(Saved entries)
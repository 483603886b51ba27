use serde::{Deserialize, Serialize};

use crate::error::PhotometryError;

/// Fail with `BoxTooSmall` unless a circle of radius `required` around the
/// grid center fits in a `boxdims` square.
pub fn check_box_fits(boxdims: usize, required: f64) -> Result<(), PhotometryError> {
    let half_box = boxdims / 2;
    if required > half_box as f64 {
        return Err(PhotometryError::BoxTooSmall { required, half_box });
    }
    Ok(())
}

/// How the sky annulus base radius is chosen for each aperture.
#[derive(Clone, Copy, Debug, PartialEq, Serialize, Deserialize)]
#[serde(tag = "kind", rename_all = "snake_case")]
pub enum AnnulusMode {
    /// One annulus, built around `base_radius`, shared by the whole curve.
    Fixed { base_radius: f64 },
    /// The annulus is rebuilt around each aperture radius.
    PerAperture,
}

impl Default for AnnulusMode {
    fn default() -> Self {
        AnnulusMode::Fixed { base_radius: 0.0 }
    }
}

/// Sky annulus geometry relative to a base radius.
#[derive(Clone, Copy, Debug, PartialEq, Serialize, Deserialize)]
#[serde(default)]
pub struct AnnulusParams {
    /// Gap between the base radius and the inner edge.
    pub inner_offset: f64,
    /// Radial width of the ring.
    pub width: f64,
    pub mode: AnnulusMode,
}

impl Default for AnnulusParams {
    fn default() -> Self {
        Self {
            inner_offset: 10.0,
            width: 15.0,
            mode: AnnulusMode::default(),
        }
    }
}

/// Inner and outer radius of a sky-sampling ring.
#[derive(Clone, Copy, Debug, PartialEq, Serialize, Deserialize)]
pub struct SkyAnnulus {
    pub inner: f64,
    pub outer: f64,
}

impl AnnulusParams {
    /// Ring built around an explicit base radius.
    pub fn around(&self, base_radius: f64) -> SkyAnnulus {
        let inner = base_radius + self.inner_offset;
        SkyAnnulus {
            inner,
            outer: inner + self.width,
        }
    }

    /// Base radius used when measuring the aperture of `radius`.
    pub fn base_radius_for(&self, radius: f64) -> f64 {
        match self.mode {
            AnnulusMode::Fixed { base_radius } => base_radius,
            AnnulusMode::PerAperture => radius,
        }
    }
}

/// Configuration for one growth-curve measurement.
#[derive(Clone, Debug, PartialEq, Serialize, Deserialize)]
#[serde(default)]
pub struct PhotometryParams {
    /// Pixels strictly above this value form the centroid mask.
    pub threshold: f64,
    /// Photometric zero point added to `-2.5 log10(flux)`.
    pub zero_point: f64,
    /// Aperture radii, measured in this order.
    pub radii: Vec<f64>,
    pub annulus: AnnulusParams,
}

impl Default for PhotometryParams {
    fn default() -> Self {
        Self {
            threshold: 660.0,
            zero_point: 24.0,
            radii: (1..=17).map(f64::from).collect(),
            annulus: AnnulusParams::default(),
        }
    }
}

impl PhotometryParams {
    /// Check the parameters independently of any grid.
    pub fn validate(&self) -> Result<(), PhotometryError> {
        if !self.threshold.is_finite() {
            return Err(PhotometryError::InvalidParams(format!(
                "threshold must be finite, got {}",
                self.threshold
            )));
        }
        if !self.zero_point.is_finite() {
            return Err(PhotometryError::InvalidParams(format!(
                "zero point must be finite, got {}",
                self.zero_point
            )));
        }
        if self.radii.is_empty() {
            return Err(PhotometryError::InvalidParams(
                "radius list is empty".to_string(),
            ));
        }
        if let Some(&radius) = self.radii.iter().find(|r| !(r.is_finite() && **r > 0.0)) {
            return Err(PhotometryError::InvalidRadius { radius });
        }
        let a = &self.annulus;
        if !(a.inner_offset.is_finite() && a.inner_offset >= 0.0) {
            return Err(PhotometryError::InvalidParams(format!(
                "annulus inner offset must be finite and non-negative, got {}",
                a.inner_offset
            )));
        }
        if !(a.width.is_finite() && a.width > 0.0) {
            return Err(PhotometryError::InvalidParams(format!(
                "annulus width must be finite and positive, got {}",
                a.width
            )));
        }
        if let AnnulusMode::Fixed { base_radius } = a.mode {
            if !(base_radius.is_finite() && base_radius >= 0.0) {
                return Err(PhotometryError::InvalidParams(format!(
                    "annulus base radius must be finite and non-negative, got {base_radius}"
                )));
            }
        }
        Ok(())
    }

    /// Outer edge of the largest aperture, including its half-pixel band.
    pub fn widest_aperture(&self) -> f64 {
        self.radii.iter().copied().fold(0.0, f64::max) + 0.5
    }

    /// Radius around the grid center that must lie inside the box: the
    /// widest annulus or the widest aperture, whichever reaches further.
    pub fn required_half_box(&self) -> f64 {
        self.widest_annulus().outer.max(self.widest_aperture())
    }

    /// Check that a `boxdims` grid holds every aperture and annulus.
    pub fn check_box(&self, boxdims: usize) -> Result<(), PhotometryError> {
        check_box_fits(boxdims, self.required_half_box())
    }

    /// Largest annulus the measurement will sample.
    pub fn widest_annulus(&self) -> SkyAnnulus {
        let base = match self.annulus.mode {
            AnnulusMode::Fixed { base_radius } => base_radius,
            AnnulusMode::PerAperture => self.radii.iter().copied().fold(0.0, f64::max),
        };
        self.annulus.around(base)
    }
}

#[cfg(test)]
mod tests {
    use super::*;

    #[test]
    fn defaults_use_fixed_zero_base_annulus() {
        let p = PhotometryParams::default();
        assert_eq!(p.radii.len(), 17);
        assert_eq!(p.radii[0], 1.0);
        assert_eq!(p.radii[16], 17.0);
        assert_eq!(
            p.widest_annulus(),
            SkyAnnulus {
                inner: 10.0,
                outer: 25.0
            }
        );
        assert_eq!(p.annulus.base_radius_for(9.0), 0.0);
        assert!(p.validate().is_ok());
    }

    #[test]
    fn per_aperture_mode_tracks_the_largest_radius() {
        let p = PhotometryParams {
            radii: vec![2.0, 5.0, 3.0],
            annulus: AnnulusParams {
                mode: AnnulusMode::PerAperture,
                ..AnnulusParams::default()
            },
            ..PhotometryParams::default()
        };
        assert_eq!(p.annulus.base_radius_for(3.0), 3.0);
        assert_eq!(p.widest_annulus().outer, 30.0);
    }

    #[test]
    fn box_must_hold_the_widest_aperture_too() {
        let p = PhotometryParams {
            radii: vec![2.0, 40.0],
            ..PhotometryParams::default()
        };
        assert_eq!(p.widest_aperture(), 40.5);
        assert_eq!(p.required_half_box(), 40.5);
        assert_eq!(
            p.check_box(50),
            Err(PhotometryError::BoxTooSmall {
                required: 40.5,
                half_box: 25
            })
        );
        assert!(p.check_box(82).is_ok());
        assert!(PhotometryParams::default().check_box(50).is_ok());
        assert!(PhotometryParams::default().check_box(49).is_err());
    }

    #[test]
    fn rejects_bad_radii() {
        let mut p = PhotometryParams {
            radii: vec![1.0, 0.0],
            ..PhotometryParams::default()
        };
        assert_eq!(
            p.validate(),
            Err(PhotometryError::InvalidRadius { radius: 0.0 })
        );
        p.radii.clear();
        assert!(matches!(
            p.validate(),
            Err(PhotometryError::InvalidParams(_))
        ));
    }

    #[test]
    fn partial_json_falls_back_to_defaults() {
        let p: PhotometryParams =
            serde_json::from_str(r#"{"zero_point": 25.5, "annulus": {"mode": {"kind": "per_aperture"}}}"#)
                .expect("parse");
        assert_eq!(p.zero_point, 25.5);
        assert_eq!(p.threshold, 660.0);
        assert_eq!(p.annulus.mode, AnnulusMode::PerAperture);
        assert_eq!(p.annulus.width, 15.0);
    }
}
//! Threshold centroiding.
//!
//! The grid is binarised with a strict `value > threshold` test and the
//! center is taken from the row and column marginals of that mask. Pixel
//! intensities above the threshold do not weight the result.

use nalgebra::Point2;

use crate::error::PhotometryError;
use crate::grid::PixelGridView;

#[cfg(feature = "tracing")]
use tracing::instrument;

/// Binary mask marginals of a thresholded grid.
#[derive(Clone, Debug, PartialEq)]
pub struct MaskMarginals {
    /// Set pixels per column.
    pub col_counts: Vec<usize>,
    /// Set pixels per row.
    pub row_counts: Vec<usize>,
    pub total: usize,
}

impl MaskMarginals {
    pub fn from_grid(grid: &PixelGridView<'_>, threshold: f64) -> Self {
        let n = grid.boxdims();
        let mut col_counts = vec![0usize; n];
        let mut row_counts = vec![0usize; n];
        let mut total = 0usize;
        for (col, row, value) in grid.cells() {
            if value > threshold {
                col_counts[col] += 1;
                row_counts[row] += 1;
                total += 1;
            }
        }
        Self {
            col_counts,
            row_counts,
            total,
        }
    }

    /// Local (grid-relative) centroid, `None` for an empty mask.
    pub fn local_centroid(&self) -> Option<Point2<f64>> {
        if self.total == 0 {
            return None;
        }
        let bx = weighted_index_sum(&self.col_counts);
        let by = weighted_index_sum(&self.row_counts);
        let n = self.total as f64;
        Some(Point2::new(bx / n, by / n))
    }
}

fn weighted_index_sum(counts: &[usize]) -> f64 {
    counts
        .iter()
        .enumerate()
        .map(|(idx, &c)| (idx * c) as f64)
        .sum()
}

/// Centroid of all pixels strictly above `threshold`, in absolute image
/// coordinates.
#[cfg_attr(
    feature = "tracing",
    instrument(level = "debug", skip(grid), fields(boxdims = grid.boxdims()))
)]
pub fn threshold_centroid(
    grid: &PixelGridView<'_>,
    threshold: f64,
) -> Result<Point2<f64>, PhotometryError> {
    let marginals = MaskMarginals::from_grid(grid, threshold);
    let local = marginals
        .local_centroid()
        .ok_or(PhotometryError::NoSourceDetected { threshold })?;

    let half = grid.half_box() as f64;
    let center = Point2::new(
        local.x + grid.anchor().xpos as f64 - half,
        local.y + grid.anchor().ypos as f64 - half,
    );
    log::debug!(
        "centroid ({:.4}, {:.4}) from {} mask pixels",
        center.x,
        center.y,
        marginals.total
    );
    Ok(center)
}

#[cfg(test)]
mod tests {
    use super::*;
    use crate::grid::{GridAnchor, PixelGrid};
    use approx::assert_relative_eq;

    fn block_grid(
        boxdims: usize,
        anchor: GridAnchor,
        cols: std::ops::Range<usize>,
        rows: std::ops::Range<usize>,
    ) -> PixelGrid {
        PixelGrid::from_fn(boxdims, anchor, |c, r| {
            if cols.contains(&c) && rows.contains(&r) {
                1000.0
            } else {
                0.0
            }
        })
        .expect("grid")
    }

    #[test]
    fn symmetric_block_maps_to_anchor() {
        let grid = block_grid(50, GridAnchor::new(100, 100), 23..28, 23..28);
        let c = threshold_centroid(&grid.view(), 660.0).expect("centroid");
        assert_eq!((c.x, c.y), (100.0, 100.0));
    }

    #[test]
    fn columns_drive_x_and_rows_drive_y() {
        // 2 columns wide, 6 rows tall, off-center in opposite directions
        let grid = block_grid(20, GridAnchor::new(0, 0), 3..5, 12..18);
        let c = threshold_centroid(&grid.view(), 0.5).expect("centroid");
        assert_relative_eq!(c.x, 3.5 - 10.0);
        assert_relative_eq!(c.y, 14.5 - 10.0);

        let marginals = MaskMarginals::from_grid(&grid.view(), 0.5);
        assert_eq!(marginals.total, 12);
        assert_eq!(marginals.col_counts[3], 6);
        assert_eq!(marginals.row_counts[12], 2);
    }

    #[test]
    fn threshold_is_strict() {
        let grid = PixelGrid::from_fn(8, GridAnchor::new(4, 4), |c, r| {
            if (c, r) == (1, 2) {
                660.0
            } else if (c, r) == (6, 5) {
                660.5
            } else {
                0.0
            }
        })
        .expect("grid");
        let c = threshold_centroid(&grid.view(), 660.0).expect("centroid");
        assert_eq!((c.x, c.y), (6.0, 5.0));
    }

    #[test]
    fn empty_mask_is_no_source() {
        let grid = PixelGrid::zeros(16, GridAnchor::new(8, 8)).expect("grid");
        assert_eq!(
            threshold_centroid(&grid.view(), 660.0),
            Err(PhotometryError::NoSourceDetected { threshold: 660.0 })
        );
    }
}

→ **PROBLEM TO WORK ON**: Please copy the lines in the records above between the one holding "assert_eq!(p.annulus.width, 15.0);" and the one holding "let n = grid.boxdims();", inclusive, exactly and with no other line.

→ **SOLUTION**:
        assert_eq!(p.annulus.width, 15.0);
    }
}
//! Threshold centroiding.
//!
//! The grid is binarised with a strict `value > threshold` test and the
//! center is taken from the row and column marginals of that mask. Pixel
//! intensities above the threshold do not weight the result.

use nalgebra::Point2;

use crate::error::PhotometryError;
use crate::grid::PixelGridView;

#[cfg(feature = "tracing")]
use tracing::instrument;

/// Binary mask marginals of a thresholded grid.
#[derive(Clone, Debug, PartialEq)]
pub struct MaskMarginals {
    /// Set pixels per column.
    pub col_counts: Vec<usize>,
    /// Set pixels per row.
    pub row_counts: Vec<usize>,
    pub total: usize,
}

impl MaskMarginals {
    pub fn from_grid(grid: &PixelGridView<'_>, threshold: f64) -> Self {
        let n = grid.boxdims();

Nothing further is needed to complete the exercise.